Malia Fullerton, an Assistant Professor of Medical History and Ethics at the University of Washington School of Medicine, teaches students the ethical side of human genetics.  She is a bioethicist and teaches at the School of Public Health, where her students are working toward a masters or doctorate in public health genetics.  Her research focuses on investigating the obligations that geneticists have toward their test subjects and patients. She looks carefully at the ways that experiments can help or hurt people and focuses on how to improve technology so that it increases the health and well being of everyone.
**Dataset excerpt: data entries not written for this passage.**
use serde::Serialize;

use crate::activity::format_timestamp;

/// The station setup lives in a single row with this id.
pub const CONFIG_ID: i32 = 1;

#[derive(Debug, Clone, PartialEq, diesel::Queryable, diesel::Selectable)]
#[diesel(table_name = crate::schema::config)]
#[diesel(check_for_backend(diesel::sqlite::Sqlite))]
pub struct StationConfig {
    pub id: i32,
    pub callsign: String,
    pub dns_domain: Option<String>,
    pub default_tg: Option<i32>,
    pub monitor_tgs: Option<String>,

    pub location: Option<String>,
    pub locator: Option<String>,
    pub sysop: Option<String>,
    pub lat: Option<String>,
    pub lon: Option<String>,
    pub tx_freq: Option<String>,
    pub rx_freq: Option<String>,
    pub website: Option<String>,
    pub node_location: Option<String>,
    pub ctcss: Option<String>,

    pub reboot_requested: bool,
    pub updated_at: time::PrimitiveDateTime,
}

/// Full replacement of the config row, used for both insert and update.
/// `setup_password` is not part of it and survives every write.
#[derive(Debug, Clone, PartialEq, diesel::Insertable, diesel::AsChangeset)]
#[diesel(table_name = crate::schema::config)]
#[diesel(treat_none_as_null = true)]
pub struct ConfigUpdate {
    pub id: i32,
    pub callsign: String,
    pub dns_domain: Option<String>,
    pub default_tg: Option<i32>,
    pub monitor_tgs: Option<String>,

    pub location: Option<String>,
    pub locator: Option<String>,
    pub sysop: Option<String>,
    pub lat: Option<String>,
    pub lon: Option<String>,
    pub tx_freq: Option<String>,
    pub rx_freq: Option<String>,
    pub website: Option<String>,
    pub node_location: Option<String>,
    pub ctcss: Option<String>,

    pub reboot_requested: bool,
    pub updated_at: time::PrimitiveDateTime,
}

/// Field names expected by the setup page; every value is a string.
#[derive(Debug, Clone, PartialEq, Eq, Serialize)]
pub struct SetupView {
    #[serde(rename = "Callsign")]
    callsign: String,
    #[serde(rename = "Region")]
    region: String,
    #[serde(rename = "Location")]
    location: String,
    #[serde(rename = "Locator")]
    locator: String,
    #[serde(rename = "SYSOP")]
    sysop: String,
    #[serde(rename = "Latitude")]
    latitude: String,
    #[serde(rename = "Longitude")]
    longitude: String,
    #[serde(rename = "URL")]
    url: String,

    #[serde(rename = "RXFrequency")]
    rx_frequency: String,
    #[serde(rename = "TXFrequency")]
    tx_frequency: String,
    #[serde(rename = "Network")]
    network: String,
    #[serde(rename = "CTCSSRepeater")]
    ctcss_repeater: String,

    #[serde(rename = "TGDefault")]
    tg_default: String,
    #[serde(rename = "TGMonitored")]
    tg_monitored: String,
}

impl From<&StationConfig> for SetupView {
    fn from(value: &StationConfig) -> Self {
        let text = |v: &Option<String>| v.clone().unwrap_or_default();

        Self {
            callsign: value.callsign.clone(),
            region: text(&value.node_location),
            location: text(&value.location),
            locator: text(&value.locator),
            sysop: text(&value.sysop),
            latitude: text(&value.lat),
            longitude: text(&value.lon),
            url: text(&value.website),

            rx_frequency: text(&value.rx_freq),
            tx_frequency: text(&value.tx_freq),
            network: text(&value.dns_domain),
            ctcss_repeater: text(&value.ctcss),

            tg_default: value
                .default_tg
                .map(|tg| tg.to_string())
                .unwrap_or_default(),
            tg_monitored: text(&value.monitor_tgs),
        }
    }
}

/// Compact view kept for older dashboard pages.
#[derive(Debug, Clone, PartialEq, Eq, Serialize)]
pub struct LocalConfig {
    callsign: String,
    dns_domain: Option<String>,
    default_tg: Option<i32>,
    monitor_tgs: Option<String>,
    rxfreq: Option<String>,
    txfreq: Option<String>,
    latitude: Option<String>,
    longitude: Option<String>,
    updated_at: String,
}

impl From<&StationConfig> for LocalConfig {
    fn from(value: &StationConfig) -> Self {
        Self {
            callsign: value.callsign.clone(),
            dns_domain: value.dns_domain.clone(),
            default_tg: value.default_tg,
            monitor_tgs: value.monitor_tgs.clone(),
            rxfreq: value.rx_freq.clone(),
            txfreq: value.tx_freq.clone(),
            latitude: value.lat.clone(),
            longitude: value.lon.clone(),
            updated_at: format_timestamp(value.updated_at),
        }
    }
}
As their professor, she mentors her medical students to be more humane physicians.  She also helps oversee the ethical conduct of scientific and clinical research in the ever-changing field of genetic science.  Some of the benefits of her job include meeting people across the country, working flexible hours and being her own boss.

        Outside of “researching the research” of genetics, Malia has a life dedicated to her two-year old son. She also enjoys art and music, including choral singing.  Malia lives in Seattle and says that living there is just like living in Hilo…green and rainy.  Her sister still resides on the Big Island, so she visits often. She moved to Seattle in 2005 from Pennsylvania. She also studied and worked in England for nine years.
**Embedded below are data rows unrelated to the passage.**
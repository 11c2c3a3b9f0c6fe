use std::collections::HashMap;

use axum::{
    http::{Method, StatusCode},
    response::{IntoResponse, Response},
    Json,
};
use serde::Serialize;
use subtle::ConstantTimeEq;

use crate::{
    database::{self, Database},
    helpers::non_empty,
    station_config::{ConfigUpdate, CONFIG_ID},
};

/// Used when no setup password is stored.
const FALLBACK_PASSWORD: &str = "setuppassword";
const CREDENTIAL_FIELD: &str = "ConfigPassword";

lazy_static::lazy_static! {
    static ref CALLSIGN: regex::Regex = regex::Regex::new(r"^[A-Za-z0-9/]{3,}$").unwrap();
    static ref DIGITS: regex::Regex = regex::Regex::new(r"^[0-9]+$").unwrap();
    static ref DECIMAL: regex::Regex =
        regex::Regex::new(r"^[+-]?([0-9]+(\.[0-9]*)?|\.[0-9]+)([eE][+-]?[0-9]+)?$").unwrap();
    static ref URL_SCHEME: regex::Regex = regex::Regex::new(r"(?i)^https?://").unwrap();
}

#[derive(Debug, thiserror::Error)]
pub enum WriteError {
    #[error("method not allowed")]
    MethodNotAllowed,
    #[error("auth required")]
    Unauthorized,
    #[error("unreadable form data: {0}")]
    Unreadable(String),
    #[error("{}", .0.join("; "))]
    Invalid(Vec<String>),
    #[error(transparent)]
    Storage(#[from] anyhow::Error),
}

impl WriteError {
    pub fn status(&self) -> StatusCode {
        match self {
            Self::MethodNotAllowed => StatusCode::METHOD_NOT_ALLOWED,
            Self::Unauthorized => StatusCode::UNAUTHORIZED,
            Self::Unreadable(_) => StatusCode::BAD_REQUEST,
            Self::Invalid(_) => StatusCode::BAD_REQUEST,
            Self::Storage(_) => StatusCode::INTERNAL_SERVER_ERROR,
        }
    }
}

impl IntoResponse for WriteError {
    fn into_response(self) -> Response {
        match &self {
            Self::Storage(e) => log::error!("Config write failed: {:?}", e),
            other => log::warn!("Config write rejected: {}", other),
        }
        let body = serde_json::json!({ "ok": false, "error": self.to_string() });
        (self.status(), Json(body)).into_response()
    }
}

/// Success document of a config write.
#[derive(Debug, Clone, PartialEq, Eq, Serialize)]
pub struct Receipt {
    ok: bool,
    stored_table: &'static str,
    id: i32,
    /// How many submitted fields were non-empty.
    count: usize,
}

/// The setup form after trimming and normalisation, before validation.
#[derive(Debug, Clone, Default, PartialEq, Eq)]
pub struct ConfigForm {
    pub callsign: String,
    pub region: String,
    pub location: String,
    pub locator: String,
    pub latitude: String,
    pub longitude: String,
    pub url: String,
    pub ctcss: String,
    pub sysop: String,

    pub rx_frequency: String,
    pub tx_frequency: String,
    pub network: String,
    pub ctcss_repeater: String,

    pub tg_default: String,
    pub tg_monitored: String,
    pub reboot_flag: String,
}

impl ConfigForm {
    pub fn from_fields(fields: &HashMap<String, String>) -> Self {
        let field = |name: &str| {
            fields
                .get(name)
                .map(|v| v.trim().to_owned())
                .unwrap_or_default()
        };

        let mut url = field("URL");
        if !url.is_empty() && !URL_SCHEME.is_match(&url) {
            url = format!("https://{}", url);
        }

        Self {
            callsign: field("Callsign"),
            region: field("Region"),
            location: field("Location"),
            locator: field("Locator"),
            latitude: field("Latitude").replace(',', "."),
            longitude: field("Longitude").replace(',', "."),
            url,
            ctcss: field("CTCSS"),
            sysop: field("SYSOP"),

            rx_frequency: field("RXFrequency"),
            tx_frequency: field("TXFrequency"),
            network: field("Network"),
            ctcss_repeater: field("CTCSSRepeater"),

            tg_default: field("TGDefault"),
            tg_monitored: field("TGMonitored"),
            reboot_flag: field("RebootFlag"),
        }
    }

    fn values(&self) -> [&str; 16] {
        [
            self.callsign.as_str(),
            self.region.as_str(),
            self.location.as_str(),
            self.locator.as_str(),
            self.latitude.as_str(),
            self.longitude.as_str(),
            self.url.as_str(),
            self.ctcss.as_str(),
            self.sysop.as_str(),
            self.rx_frequency.as_str(),
            self.tx_frequency.as_str(),
            self.network.as_str(),
            self.ctcss_repeater.as_str(),
            self.tg_default.as_str(),
            self.tg_monitored.as_str(),
            self.reboot_flag.as_str(),
        ]
    }

    pub fn filled_count(&self) -> usize {
        self.values().iter().filter(|v| !v.is_empty()).count()
    }

    /// Checks every field and reports all violations at once.
    pub fn validate(&self) -> Result<ConfigUpdate, WriteError> {
        let mut errors = Vec::new();

        if !CALLSIGN.is_match(&self.callsign) {
            errors.push("Invalid callsign".to_owned());
        }

        for (name, value) in [
            ("RXFrequency", &self.rx_frequency),
            ("TXFrequency", &self.tx_frequency),
        ] {
            if !DIGITS.is_match(value) {
                errors.push(format!("{} must be an integer number (Hz)", name));
            }
        }

        if !DECIMAL.is_match(&self.latitude) || !DECIMAL.is_match(&self.longitude) {
            errors.push("Latitude/Longitude invalid".to_owned());
        }

        let default_tg = if self.tg_default.is_empty() {
            None
        } else if !DIGITS.is_match(&self.tg_default) {
            errors.push("TGDefault must be numeric if set".to_owned());
            None
        } else {
            match self.tg_default.parse::<i32>() {
                Ok(tg) => Some(tg),
                Err(_) => {
                    errors.push("TGDefault is out of range".to_owned());
                    None
                }
            }
        };

        if !errors.is_empty() {
            return Err(WriteError::Invalid(errors));
        }

        Ok(ConfigUpdate {
            id: CONFIG_ID,
            callsign: self.callsign.to_ascii_uppercase(),
            dns_domain: non_empty(&self.network),
            default_tg,
            monitor_tgs: non_empty(&self.tg_monitored),

            location: non_empty(&self.location),
            locator: non_empty(&self.locator.to_ascii_uppercase()),
            sysop: non_empty(&self.sysop),
            lat: Some(self.latitude.clone()),
            lon: Some(self.longitude.clone()),
            tx_freq: Some(self.tx_frequency.clone()),
            rx_freq: Some(self.rx_frequency.clone()),
            website: non_empty(&self.url),
            node_location: non_empty(&self.region),
            ctcss: Some(self.ctcss_repeater.clone()),

            reboot_requested: self.reboot_flag == "1",
            updated_at: database::now_utc(),
        })
    }
}

fn credential_matches(secret: &str, given: &str) -> bool {
    secret.as_bytes().ct_eq(given.as_bytes()).into()
}

/// Authenticates, validates and stores a submitted setup form.
pub async fn submit(
    db: &Database,
    method: &Method,
    mut fields: HashMap<String, String>,
) -> Result<Receipt, WriteError> {
    if method != Method::POST {
        return Err(WriteError::MethodNotAllowed);
    }

    let secret = db
        .setup_password()
        .await?
        .unwrap_or_else(|| FALLBACK_PASSWORD.to_owned());
    let given = fields.remove(CREDENTIAL_FIELD).unwrap_or_default();
    if !credential_matches(&secret, &given) {
        return Err(WriteError::Unauthorized);
    }

    let form = ConfigForm::from_fields(&fields);
    let update = form.validate()?;
    log::debug!("Storing config for {}", update.callsign);
    db.upsert_config(update).await?;

    Ok(Receipt {
        ok: true,
        stored_table: "config",
        id: CONFIG_ID,
        count: form.filled_count(),
    })
}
        Malia is a 1985 graduate of Waiakea High School. Her favorite class was AP US History taught by Mrs. Helen Kobayashi, who always pushed her to write and think better, to be intellectually creative and to follow her interests and aspirations. Her advice to students is to “study what you enjoy and learn how to keep learning. Your interests will take you where you need to go.”   Although many people working in bioethics begin with an undergraduate degree in philosophy, her own undergraduate degree is in biochemistry with a minor in religious studies from Occidental College in Los Angeles. Her PhD is in genetics.